The question of whether Jewish men wear wedding rings is an interesting one that stems from various cultural, religious, and historical factors. There are differing opinions within each Jewish community regarding this practice, and the decision to wear a wedding ring is often influenced by individual beliefs, customs, and interpretations of Jewish law. There is also a third option some will argue to satify the extremes.
Let’s explore both sides of the argument, but first, we need to see why Jews use a ring for weddings at all.
Using rings dates back to ancient times and has evolved over centuries. In Jewish law, the ring is a central element of the kiddushin (betrothal) ceremony, marking the establishment of the marital bond between the bride and groom by the groom offering something of material value. The Talmudic tractate of Kiddushin discusses the significance of the ring as a form of acquisition—not of the woman but rather the unique rights one has in a marriage—and establishes its role in the betrothal process. The ring’s circular shape is often interpreted as representing the eternal nature of marriage, lacking a beginning or end with this symbolism now firmly cemented in the image of a wedding.
Arguments in Favor of Jewish Men Wearing Wedding Rings:
- Equality in Marriage: Proponents of Jewish men wearing wedding rings argue that wearing a ring symbolizes equality within the marriage. A modern wedding, some would say, still has duties and rights, while emphasizing a balance of each member sharing various duties owed to the other simulataneously.
- Visual Sign of Marital Status: In many cultures, a wedding ring is universally recognized as a sign of being married. Advocates of men wearing wedding rings believe that it helps communicate marital status to the broader community and serves as a clear indicator of commitment. Given how ubiquitous it is in modern culture globally, it is simply a mark of marital status.
Arguments Against Jewish Men Wearing Wedding Rings:
- Kiddushin Meaning: The ring used in the kiddushin ceremony holds specific significance, as it is given by the groom to the bride as a symbol of his commitment to duties, which strictly speaking a wife does not have for her husband. The bride’s acceptance of the ring under the chuppah is a her accepting to join his family, and have his support (housing, food, relations etc.) indefinitely. Just as a couple do not swap surnames but the wife assumes her husband’s, a couple do not exchange kiddushin but the wife gains the rights from her husband.

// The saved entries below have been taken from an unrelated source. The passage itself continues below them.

//! In-memory filesystem for testing.

use async_trait::async_trait;
use std::collections::HashSet;
use std::io;
use std::path::{Path, PathBuf};
use std::sync::Arc;
use tokio::sync::RwLock;

use crate::fs::{DirEntry, EntryKind, FileSystem};

/// An operation observed by [`MemoryFs`].
#[derive(Debug, Clone, PartialEq, Eq)]
pub enum FsOp {
    ListDir(PathBuf),
    CreateDir(PathBuf),
}

#[derive(Debug, Default)]
struct State {
    /// Nodes in insertion order, which is also the listing order.
    nodes: Vec<(PathBuf, EntryKind)>,
    ops: Vec<FsOp>,
    fail_listing: HashSet<PathBuf>,
    fail_create: HashSet<PathBuf>,
    fail_exists: HashSet<PathBuf>,
}

impl State {
    fn kind_of(&self, path: &Path) -> Option<EntryKind> {
        self.nodes
            .iter()
            .find(|(p, _)| p == path)
            .map(|(_, kind)| *kind)
    }

    fn insert(&mut self, path: &Path, kind: EntryKind) {
        let mut ancestors: Vec<&Path> = path
            .ancestors()
            .skip(1)
            .filter(|a| a.parent().is_some() && !a.as_os_str().is_empty())
            .collect();
        ancestors.reverse();
        for dir in ancestors {
            if self.kind_of(dir).is_none() {
                self.nodes.push((dir.to_path_buf(), EntryKind::Directory));
            }
        }
        if self.kind_of(path).is_none() {
            self.nodes.push((path.to_path_buf(), kind));
        }
    }
}

/// In-memory implementation of the FileSystem trait.
///
/// Listings come back in insertion order rather than sorted, which lets tests
/// check that callers impose their own ordering. Adding a path adds its
/// missing ancestors as directories. Clones share state.
#[derive(Debug, Clone, Default)]
pub struct MemoryFs {
    state: Arc<RwLock<State>>,
}

impl MemoryFs {
    pub fn new() -> Self {
        Self::default()
    }

    /// Add a directory and its missing ancestors.
    pub async fn add_dir(&self, path: impl AsRef<Path>) {
        self.state
            .write()
            .await
            .insert(path.as_ref(), EntryKind::Directory);
    }

    /// Add a file and its missing ancestor directories.
    pub async fn add_file(&self, path: impl AsRef<Path>) {
        self.state
            .write()
            .await
            .insert(path.as_ref(), EntryKind::File);
    }

    /// Whether the path is present.
    pub async fn contains(&self, path: impl AsRef<Path>) -> bool {
        self.state.read().await.kind_of(path.as_ref()).is_some()
    }

    /// Make listing `path` fail with a permission error.
    pub async fn fail_listing(&self, path: impl AsRef<Path>) {
        self.state
            .write()
            .await
            .fail_listing
            .insert(path.as_ref().to_path_buf());
    }

    /// Make creating `path` fail with a permission error.
    pub async fn fail_create(&self, path: impl AsRef<Path>) {
        self.state
            .write()
            .await
            .fail_create
            .insert(path.as_ref().to_path_buf());
    }

    /// Make checking whether `path` exists fail with a permission error.
    pub async fn fail_exists(&self, path: impl AsRef<Path>) {
        self.state
            .write()
            .await
            .fail_exists
            .insert(path.as_ref().to_path_buf());
    }

    /// All observed operations, in order.
    pub async fn ops(&self) -> Vec<FsOp> {
        self.state.read().await.ops.clone()
    }

    /// Directories passed to `create_dir_all`, in order.
    pub async fn created_dirs(&self) -> Vec<PathBuf> {
        self.state
            .read()
            .await
            .ops
            .iter()
            .filter_map(|op| match op {
                FsOp::CreateDir(path) => Some(path.clone()),
                FsOp::ListDir(_) => None,
            })
            .collect()
    }
}

fn permission_denied(path: &Path) -> io::Error {
    io::Error::new(
        io::ErrorKind::PermissionDenied,
        format!("permission denied: {}", path.display()),
    )
}

#[async_trait]
impl FileSystem for MemoryFs {
    async fn list_dir(&self, dir: &Path) -> io::Result<Vec<DirEntry>> {
        let mut state = self.state.write().await;
        state.ops.push(FsOp::ListDir(dir.to_path_buf()));

        if state.fail_listing.contains(dir) {
            return Err(permission_denied(dir));
        }
        if state.kind_of(dir) != Some(EntryKind::Directory) {
            return Err(io::Error::new(
                io::ErrorKind::NotFound,
                format!("no such directory: {}", dir.display()),
            ));
        }

        Ok(state
            .nodes
            .iter()
            .filter(|(path, _)| path.parent() == Some(dir))
            .filter_map(|(path, kind)| {
                path.file_name().map(|name| DirEntry {
                    name: name.to_os_string(),
                    kind: *kind,
                })
            })
            .collect())
    }

    async fn exists(&self, path: &Path) -> io::Result<bool> {
        let state = self.state.read().await;
        if state.fail_exists.contains(path) {
            return Err(permission_denied(path));
        }
        Ok(state.kind_of(path).is_some())
    }

    async fn create_dir_all(&self, dir: &Path) -> io::Result<()> {
        let mut state = self.state.write().await;
        state.ops.push(FsOp::CreateDir(dir.to_path_buf()));

        if state.fail_create.contains(dir) {
            return Err(permission_denied(dir));
        }
        if state.kind_of(dir) == Some(EntryKind::File) {
            return Err(io::Error::new(
                io::ErrorKind::AlreadyExists,
                format!("file exists: {}", dir.display()),
            ));
        }

        state.insert(dir, EntryKind::Directory);
        Ok(())
    }
}
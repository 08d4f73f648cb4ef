//! FFmpeg-based converter implementation.

use async_trait::async_trait;
use regex_lite::Regex;
use serde::Deserialize;
use std::path::Path;
use std::process::Stdio;
use std::time::Instant;
use tokio::io::{AsyncBufReadExt, BufReader};
use tokio::process::Command;
use tokio::sync::mpsc;
use tokio::time::Duration;
use tracing::debug;

use super::codec;
use super::config::ConverterConfig;
use super::error::ConverterError;
use super::traits::Converter;
use super::types::{ConversionJob, ConversionProgress, ConversionResult};

/// FFmpeg-based converter implementation.
pub struct FfmpegConverter {
    config: ConverterConfig,
}
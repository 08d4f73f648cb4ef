//! Mapping from audio format names to ffmpeg encoder names.

/// Format name to ffmpeg audio encoder.
const CODEC_MAP: &[(&str, &str)] = &[
    ("mp3", "libmp3lame"),
    ("aac", "aac"),
    ("ogg", "libvorbis"),
    ("wav", "pcm_s16le"),
    ("flac", "flac"),
];

/// Resolves a format name to the ffmpeg codec to request.
///
/// Names outside the map resolve to an empty string rather than an error.
/// The converter rejects an empty codec when the job runs.
pub fn resolve(format: &str) -> &'static str {
    CODEC_MAP
        .iter()
        .find(|(name, _)| *name == format)
        .map(|(_, codec)| *codec)
        .unwrap_or("")
}
//! Testing utilities and mock implementations.
//!
//! This module provides mock implementations of the converter and filesystem
//! traits, allowing the tree walk to be tested without ffmpeg or real media.
//!
//! # Example
//!
//! ```rust,ignore
//! use audio_mirror_core::testing::{MemoryFs, MockConverter};
//!
//! let fs = MemoryFs::new();
//! fs.add_file("/in/sub/clip.mp4").await;
//! fs.add_dir("/out").await;
//!
//! let converter = MockConverter::new();
//! let tree = TreeConverter::new(converter.clone(), fs.clone(), AudioFormat::Mp3);
//! tree.convert_tree(Path::new("/in"), Path::new("/out")).await?;
//!
//! assert_eq!(converter.conversion_count().await, 1);
//! ```

mod memory_fs;
mod mock_converter;

pub use memory_fs::{FsOp, MemoryFs};
pub use mock_converter::{MockConverter, RecordedConversion};

/// Test fixtures and helper functions.
pub mod fixtures {
    use std::io;
    use std::path::Path;

    /// Create empty files (and their parent directories) under `root`.
    pub fn create_files(root: &Path, files: &[&str]) -> io::Result<()> {
        for file in files {
            let path = root.join(file);
            if let Some(parent) = path.parent() {
                std::fs::create_dir_all(parent)?;
            }
            std::fs::write(&path, b"")?;
        }
        Ok(())
    }

    /// Create directories under `root`.
    pub fn create_dirs(root: &Path, dirs: &[&str]) -> io::Result<()> {
        for dir in dirs {
            std::fs::create_dir_all(root.join(dir))?;
        }
        Ok(())
    }
}
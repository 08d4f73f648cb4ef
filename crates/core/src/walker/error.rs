//! Error types for the walker module.

use std::path::PathBuf;
use thiserror::Error;

use crate::converter::ConverterError;

/// Errors that abort a tree conversion.
#[derive(Debug, Error)]
pub enum WalkError {
    /// Failed to list an input directory.
    #[error("Failed to list directory: {path}")]
    ListDir {
        path: PathBuf,
        #[source]
        source: std::io::Error,
    },

    /// Failed to check whether a target path exists.
    #[error("Failed to check existence of: {path}")]
    Exists {
        path: PathBuf,
        #[source]
        source: std::io::Error,
    },

    /// Failed to create a mirrored directory.
    #[error("Failed to create directory: {path}")]
    CreateDir {
        path: PathBuf,
        #[source]
        source: std::io::Error,
    },

    /// The converter reported an error for a file.
    #[error("Failed to convert: {path}")]
    Conversion {
        path: PathBuf,
        #[source]
        source: ConverterError,
    },
}

impl WalkError {
    /// The path the failing operation was working on.
    pub fn path(&self) -> &PathBuf {
        match self {
            Self::ListDir { path, .. }
            | Self::Exists { path, .. }
            | Self::CreateDir { path, .. }
            | Self::Conversion { path, .. } => path,
        }
    }

    /// Whether the failure came from the converter rather than the filesystem.
    pub fn is_conversion(&self) -> bool {
        matches!(self, Self::Conversion { .. })
    }
}
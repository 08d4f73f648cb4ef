use figment::{
    providers::{Env, Format, Serialized, Toml},
    Figment,
};
use std::path::Path;

use super::{types::Config, ConfigError};

/// Prefix for environment variable overrides. Nested keys use `__`,
/// e.g. `AUDIO_MIRROR_CONVERTER__FFMPEG_PATH`.
pub const ENV_PREFIX: &str = "AUDIO_MIRROR_";

/// Load configuration from defaults, an optional file, and environment variable overrides
pub fn load_config(path: Option<&Path>) -> Result<Config, ConfigError> {
    let mut figment = Figment::from(Serialized::defaults(Config::default()));

    if let Some(path) = path {
        if !path.exists() {
            return Err(ConfigError::FileNotFound(path.display().to_string()));
        }
        figment = figment.merge(Toml::file(path));
    }

    figment
        .merge(Env::prefixed(ENV_PREFIX).split("__"))
        .extract()
        .map_err(|e| ConfigError::ParseError(e.to_string()))
}

/// Load configuration from TOML string (useful for testing)
pub fn load_config_from_str(toml_str: &str) -> Result<Config, ConfigError> {
    toml::from_str(toml_str).map_err(|e| ConfigError::ParseError(e.to_string()))
}
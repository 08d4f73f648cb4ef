//! Types for the converter module.

use serde::{Deserialize, Serialize};
use std::fmt;
use std::path::PathBuf;
use std::str::FromStr;

use super::codec;

/// Audio output format, selected once for a whole run.
#[derive(Debug, Clone, Copy, PartialEq, Eq, Hash, Default, Serialize, Deserialize)]
#[serde(rename_all = "snake_case")]
pub enum AudioFormat {
    /// MPEG Audio Layer III
    #[default]
    Mp3,
    /// Advanced Audio Coding
    Aac,
    /// Ogg Vorbis
    Ogg,
    /// WAVE (uncompressed PCM)
    Wav,
    /// Free Lossless Audio Codec
    Flac,
}

impl AudioFormat {
    /// All supported formats, in declaration order.
    pub const ALL: [AudioFormat; 5] = [Self::Mp3, Self::Aac, Self::Ogg, Self::Wav, Self::Flac];

    /// Returns the lowercase name, which doubles as the output file extension.
    pub fn as_str(&self) -> &'static str {
        match self {
            Self::Mp3 => "mp3",
            Self::Aac => "aac",
            Self::Ogg => "ogg",
            Self::Wav => "wav",
            Self::Flac => "flac",
        }
    }

    /// Returns the file extension for this format.
    pub fn extension(&self) -> &'static str {
        self.as_str()
    }

    /// Returns the ffmpeg codec name for this format.
    pub fn ffmpeg_codec(&self) -> &'static str {
        codec::resolve(self.as_str())
    }
}

impl fmt::Display for AudioFormat {
    fn fmt(&self, f: &mut fmt::Formatter<'_>) -> fmt::Result {
        f.write_str(self.as_str())
    }
}

/// Error returned when parsing an unknown format name.
#[derive(Debug, Clone, PartialEq, Eq, thiserror::Error)]
#[error("unsupported audio format '{0}' (expected one of: mp3, aac, ogg, wav, flac)")]
pub struct UnknownFormat(pub String);

impl FromStr for AudioFormat {
    type Err = UnknownFormat;

    fn from_str(s: &str) -> Result<Self, Self::Err> {
        let lower = s.trim().to_ascii_lowercase();
        Self::ALL
            .into_iter()
            .find(|f| f.as_str() == lower)
            .ok_or_else(|| UnknownFormat(s.to_string()))
    }
}

/// A single conversion request: one source video, one audio output.
#[derive(Debug, Clone, PartialEq, Eq)]
pub struct ConversionJob {
    /// Input video file path.
    pub source_path: PathBuf,
    /// Output audio file path.
    pub output_path: PathBuf,
    /// Target audio format.
    pub format: AudioFormat,
}

impl ConversionJob {
    pub fn new(source_path: PathBuf, output_path: PathBuf, format: AudioFormat) -> Self {
        Self {
            source_path,
            output_path,
            format,
        }
    }

    /// Base name of the source file, used in log lines.
    pub fn file_name(&self) -> String {
        self.source_path
            .file_name()
            .map(|n| n.to_string_lossy().into_owned())
            .unwrap_or_else(|| self.source_path.display().to_string())
    }
}

/// Result of a successful conversion.
#[derive(Debug, Clone, Serialize, Deserialize)]
pub struct ConversionResult {
    /// Output file path.
    pub output_path: PathBuf,
    /// Output file size in bytes.
    pub output_size_bytes: u64,
    /// Conversion duration in milliseconds.
    pub duration_ms: u64,
    /// Output format used.
    pub format: AudioFormat,
}

/// Progress update during conversion.
#[derive(Debug, Clone, PartialEq, Serialize, Deserialize)]
pub struct ConversionProgress {
    /// Progress percentage (0.0 - 100.0), absent when the input duration is unknown.
    pub percent: Option<f32>,
    /// Current processing time in seconds.
    pub time_secs: f64,
    /// Current processing speed (e.g., "1.5x").
    pub speed: Option<String>,
}

impl ConversionProgress {
    /// Formats the percentage for log output.
    pub fn percent_display(&self) -> String {
        match self.percent {
            Some(p) => format!("{:.1}", p),
            None => "?".to_string(),
        }
    }
}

- Beged Isha: One argument against men wearing wedding rings is based on the concept of “beged isha,” which refers to the Torah prohibition of men wearing clothing or adornments traditionally associated with women. Some Jewish authorities view wedding rings as an example of beged isha, as it is more commonly associated with women’s adornments. Just as it’s extremely rare to hear of a man and woman each having an engagement ring, a man wouldn’t wear something up until recently associated only with women.
Some men make an attempt to marry the ideas, mitigating the problems while still benefitting from having a ring. While some people may want a ring, they might still be uncomfortable with exchanging rings as part of the ceremony given its utility, they may wish to get one to wear afterwards in their day-to-day life, whether from the end of the wedding or just in the following days.
There are plenty of good reasons one might or might not choose to wear a ring
- Bands: Some couples opt for unisex wedding bands that are simple and devoid of gender-specific design elements, or especially one with a design only for men. This approach aims to mitigate concerns related to beged isha, and given the volume of men’s wedding bands, it may no longer be a concern these days anyway.
- Personal Choices: Many couples make the decision based on personal beliefs and values. Some Jewish men choose not to wear a ring due to community considerations, given it would certainly stand out, but there are still other ways he might indicate being married.
The debate of whether Jewish men should wear wedding rings essentially boils down to its symbol against its function. The decision often reflects a balance between preserving tradition, embracing modern values, and expressing those values. While wearing a wedding ring is not a universal practice among Jewish men, it is certainly as popular as ever. The topic offers insights into the dynamic interplay between tradition, customs, and contemporary perspectives within Jewish communities.